Given records Start Marker

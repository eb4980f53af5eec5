//! End-to-end session tests: full games, reloads and stale state.

use survivor::core::{ChanceBounds, ScriptedRandom, SessionConfig, SessionRng};
use survivor::session::{OutcomeKind, ParticipantStatus, Presentation, SessionController, SessionPhase};
use survivor::storage::{FileStore, KeyValueStore, MemoryStore, Snapshot, STORAGE_KEY};

const NAMES: [&str; 4] = ["A", "B", "C", "D"];

/// Route engine logs to the test harness. Set `RUST_LOG=survivor=debug` to see them.
fn init_tracing() {
    let _ = tracing_subscriber::fmt()
        .with_env_filter(tracing_subscriber::EnvFilter::from_default_env())
        .with_test_writer()
        .try_init();
}

fn seeded(names: &[&str], store: MemoryStore) -> SessionController<SessionRng, MemoryStore> {
    init_tracing();
    SessionController::open(names.iter().copied(), SessionConfig::default().with_seed(7), store)
}

/// With a denominator of one, a single round leaves exactly one winner.
#[test]
fn test_certain_elimination_game() {
    init_tracing();
    let config = SessionConfig::default().with_chances(ChanceBounds::new(1, 10, 4));
    let mut session = SessionController::start(NAMES, config, SessionRng::new(1), MemoryStore::new());

    let report = session.play_round(1);

    assert_eq!(report.eliminated.len(), 3);
    assert!(report.winner.is_some());
    assert_eq!(session.roster().count_survivors(), 1);
    assert_eq!(session.roster().count_losers(), 3);
    assert!(session.roster().has_winner());
    assert_eq!(session.phase(), SessionPhase::Complete);

    // Further rounds change nothing
    session.play_round(1);
    assert_eq!(session.roster().count_losers(), 3);
    assert_eq!(session.round_number(), 1);
}

/// A seeded game always finishes and keeps the counting invariant.
#[test]
fn test_game_runs_to_completion() {
    let names: Vec<String> = (0..20).map(|i| format!("P{}", i)).collect();
    let mut session = SessionController::open(
        names.clone(),
        SessionConfig::default().with_seed(99),
        MemoryStore::new(),
    );

    let mut rounds = 0;
    while !session.roster().has_winner() && rounds < 1000 {
        let report = session.play_round(3);
        let roster = session.roster();
        assert_eq!(
            roster.count_losers() + roster.count_survivors(),
            roster.count_names()
        );
        if report.winner.is_none() {
            assert_eq!(report.shake.is_some(), report.eliminated.is_empty());
        }
        rounds += 1;
    }

    assert!(session.roster().has_winner());
    assert_eq!(session.round_number(), rounds);

    let view = session.view();
    let winners: Vec<_> = view
        .participants
        .iter()
        .filter(|p| p.status == ParticipantStatus::Winner)
        .collect();
    assert_eq!(winners.len(), 1);
    assert_eq!(winners[0].presentation, Some(Presentation::Winner));
}

/// Reloading with the same names, in any order, resumes the saved game.
#[test]
fn test_reload_resumes() {
    let mut session = SessionController::start(
        NAMES,
        SessionConfig::default(),
        ScriptedRandom::with_trials([true, false, false, false], false),
        MemoryStore::new(),
    );
    session.play_round(6);
    let saved = session.snapshot();
    let store = session.into_store();

    let resumed = seeded(&["D", "C", "B", "A"], store);

    assert_eq!(resumed.phase(), SessionPhase::InProgress);
    assert_eq!(resumed.round_number(), 1);
    assert_eq!(resumed.num_chances(), 6);
    assert_eq!(resumed.snapshot(), saved);
    assert!(resumed.roster().is_loser("A"));
    assert_eq!(
        resumed.view().participant("A").unwrap().status,
        ParticipantStatus::Loser
    );
}

/// A saved game for a different roster is discarded, not merged.
#[test]
fn test_stale_snapshot_discarded() {
    let mut session = seeded(&NAMES, MemoryStore::new());
    session.play_round(2);
    session.play_round(2);
    let store = session.into_store();

    let fresh = seeded(&["A", "B", "C", "E"], store);

    assert_eq!(fresh.phase(), SessionPhase::Fresh);
    assert_eq!(fresh.round_number(), 0);
    assert_eq!(fresh.roster().count_losers(), 0);
    assert!(!fresh.roster().contains("D"));
}

/// Older snapshots without chances or round count still load.
#[test]
fn test_narrow_snapshot_defaults() {
    let mut store = MemoryStore::new();
    store
        .set(STORAGE_KEY, r#"{"names":["B","A","C","D"],"losers":["C"]}"#)
        .unwrap();

    let session = seeded(&NAMES, store);

    assert_eq!(session.num_chances(), 4);
    assert_eq!(session.round_number(), 0);
    assert_eq!(session.roster().names().collect::<Vec<_>>(), vec!["B", "A", "C", "D"]);
    assert_eq!(
        session.presentation_of("C"),
        Some(Presentation::Eliminated(survivor::EliminationStyle::Shrink))
    );
}

/// Out-of-range stored chances are clamped on load.
#[test]
fn test_stored_chances_clamped() {
    let mut store = MemoryStore::new();
    let snapshot = Snapshot {
        names: NAMES.iter().map(|n| n.to_string()).collect(),
        losers: vec![],
        num_chances: Some(999),
        round_number: 4,
    };
    store.set(STORAGE_KEY, &snapshot.to_json().unwrap()).unwrap();

    let session = seeded(&NAMES, store);

    assert_eq!(session.num_chances(), 10);
    assert_eq!(session.round_number(), 4);
}

/// Garbage under the storage key starts a fresh session.
#[test]
fn test_malformed_snapshot_starts_fresh() {
    for raw in ["", "not json", "[]", r#"{"names":["A"]}"#, "null"] {
        let mut store = MemoryStore::new();
        store.set(STORAGE_KEY, raw).unwrap();

        let session = seeded(&NAMES, store);

        assert_eq!(session.phase(), SessionPhase::Fresh);
        assert_eq!(session.roster().count_names(), 4);
    }
}

/// A restored finished game shows its winner straight away.
#[test]
fn test_restored_winner() {
    let mut store = MemoryStore::new();
    store
        .set(STORAGE_KEY, r#"{"names":["A","B","C","D"],"losers":["A","B","D"],"numChances":3,"roundNumber":5}"#)
        .unwrap();

    let mut session = seeded(&NAMES, store);

    assert_eq!(session.phase(), SessionPhase::Complete);
    assert_eq!(session.presentation_of("C"), Some(Presentation::Winner));

    let report = session.play_round(3);
    assert_eq!(report.outcome_for("C"), Some(OutcomeKind::Winner));
    assert_eq!(report.round_number, 5);
}

/// Reset wipes storage, so the next start is fresh even with the same names.
#[test]
fn test_reset_then_reload() {
    let mut session = seeded(&NAMES, MemoryStore::new());
    session.play_round(2);
    session.reset_session();
    let store = session.into_store();

    assert!(store.get(STORAGE_KEY).unwrap().is_none());

    let reloaded = seeded(&NAMES, store);
    assert_eq!(reloaded.phase(), SessionPhase::Fresh);
}

/// Roster edits survive a reload.
#[test]
fn test_edits_persist() {
    let mut session = seeded(&NAMES, MemoryStore::new());
    assert!(session.add_participant("E"));
    assert!(session.remove_participant("A"));
    let store = session.into_store();

    let reloaded = seeded(&["B", "C", "D", "E"], store);

    assert_eq!(reloaded.roster().count_names(), 4);
    assert!(reloaded.roster().contains("E"));
    assert!(!reloaded.roster().contains("A"));
}

/// The file-backed store survives across controller instances.
#[test]
fn test_file_store_reload() {
    init_tracing();
    let dir = tempfile::tempdir().unwrap();

    let mut session =
        SessionController::open(NAMES, SessionConfig::default().with_seed(3), FileStore::new(dir.path()));
    session.close_config(5);
    session.play_round(5);
    let saved = session.snapshot();
    drop(session);

    let reloaded =
        SessionController::open(NAMES, SessionConfig::default().with_seed(4), FileStore::new(dir.path()));

    assert_eq!(reloaded.snapshot(), saved);
    assert!(dir.path().join(format!("{}.json", STORAGE_KEY)).exists());
}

Given records End Marker

Every line in the records above that contains the word "SessionConfig" should be copied out.

use survivor::core::{ChanceBounds, ScriptedRandom, SessionConfig, SessionRng};
    SessionController::open(names.iter().copied(), SessionConfig::default().with_seed(7), store)
    let config = SessionConfig::default().with_chances(ChanceBounds::new(1, 10, 4));
        SessionConfig::default().with_seed(99),
        SessionConfig::default(),
        SessionController::open(NAMES, SessionConfig::default().with_seed(3), FileStore::new(dir.path()));
        SessionController::open(NAMES, SessionConfig::default().with_seed(4), FileStore::new(dir.path()));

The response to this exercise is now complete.